EXTRACTED RECORDS:

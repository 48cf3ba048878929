/// 3D transformation matrices for the scene-graph backend
use nalgebra::{Matrix4, Vector3};

/// Transform builder for 3D transformations. Angles are in degrees.
pub struct Transform;

impl Transform {
    /// Object orientation: yaw around the vertical axis first, then pitch toward the viewer.
    pub fn orientation(yaw_deg: f32, pitch_deg: f32) -> Matrix4<f32> {
        Self::rotation_x(pitch_deg) * Self::rotation_y(yaw_deg)
    }

    pub fn rotation_x(deg: f32) -> Matrix4<f32> {
        Matrix4::new_rotation(Vector3::new(deg.to_radians(), 0.0, 0.0))
    }

    pub fn rotation_y(deg: f32) -> Matrix4<f32> {
        Matrix4::new_rotation(Vector3::new(0.0, deg.to_radians(), 0.0))
    }

    /// Create a translation matrix
    pub fn translation_matrix(x: f32, y: f32, z: f32) -> Matrix4<f32> {
        Matrix4::new_translation(&Vector3::new(x, y, z))
    }

    /// Create a uniform scale matrix
    pub fn scale_matrix(s: f32) -> Matrix4<f32> {
        Matrix4::new_scaling(s)
    }

    /// Create a model-view-projection matrix
    pub fn mvp_matrix(
        model: &Matrix4<f32>,
        view: &Matrix4<f32>,
        projection: &Matrix4<f32>,
    ) -> Matrix4<f32> {
        projection * view * model
    }
}

#[cfg(test)]
mod tests {
    use super::*;
    use nalgebra::Point3;

    #[test]
    fn test_identity_orientation() {
        let matrix = Transform::orientation(0.0, 0.0);
        assert!((matrix - Matrix4::identity()).norm() < 1e-6);
    }

    #[test]
    fn test_positive_pitch_tilts_top_toward_viewer() {
        let top = Transform::orientation(0.0, 30.0).transform_point(&Point3::new(0.0, 1.0, 0.0));
        assert!(top.z > 0.0);
    }

    #[test]
    fn test_yaw_applies_before_pitch() {
        let m = Transform::orientation(90.0, 90.0);
        // +X yaws to -Z, then pitch carries -Z up to +Y.
        let p = m.transform_point(&Point3::new(1.0, 0.0, 0.0));
        assert!((p - Point3::new(0.0, 1.0, 0.0)).norm() < 1e-5, "{p:?}");
    }
}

WORK TO BE COMPLETED: Repeat the entries above exactly, leaving nothing out.

EXERCISE ANSWER:
repository 48cf3ba048878929
/// 3D transformation matrices for the scene-graph backend
use nalgebra::{Matrix4, Vector3};

/// Transform builder for 3D transformations. Angles are in degrees.
pub struct Transform;

impl Transform {
    /// Object orientation: yaw around the vertical axis first, then pitch toward the viewer.
    pub fn orientation(yaw_deg: f32, pitch_deg: f32) -> Matrix4<f32> {
        Self::rotation_x(pitch_deg) * Self::rotation_y(yaw_deg)
    }

    pub fn rotation_x(deg: f32) -> Matrix4<f32> {
        Matrix4::new_rotation(Vector3::new(deg.to_radians(), 0.0, 0.0))
    }

    pub fn rotation_y(deg: f32) -> Matrix4<f32> {
        Matrix4::new_rotation(Vector3::new(0.0, deg.to_radians(), 0.0))
    }

    /// Create a translation matrix
    pub fn translation_matrix(x: f32, y: f32, z: f32) -> Matrix4<f32> {
        Matrix4::new_translation(&Vector3::new(x, y, z))
    }

    /// Create a uniform scale matrix
    pub fn scale_matrix(s: f32) -> Matrix4<f32> {
        Matrix4::new_scaling(s)
    }

    /// Create a model-view-projection matrix
    pub fn mvp_matrix(
        model: &Matrix4<f32>,
        view: &Matrix4<f32>,
        projection: &Matrix4<f32>,
    ) -> Matrix4<f32> {
        projection * view * model
    }
}

#[cfg(test)]
mod tests {
    use super::*;
    use nalgebra::Point3;

    #[test]
    fn test_identity_orientation() {
        let matrix = Transform::orientation(0.0, 0.0);
        assert!((matrix - Matrix4::identity()).norm() < 1e-6);
    }

    #[test]
    fn test_positive_pitch_tilts_top_toward_viewer() {
        let top = Transform::orientation(0.0, 30.0).transform_point(&Point3::new(0.0, 1.0, 0.0));
        assert!(top.z > 0.0);
    }

    #[test]
    fn test_yaw_applies_before_pitch() {
        let m = Transform::orientation(90.0, 90.0);
        // +X yaws to -Z, then pitch carries -Z up to +Y.
        let p = m.transform_point(&Point3::new(1.0, 0.0, 0.0));
        assert!((p - Point3::new(0.0, 1.0, 0.0)).norm() < 1e-5, "{p:?}");
    }
}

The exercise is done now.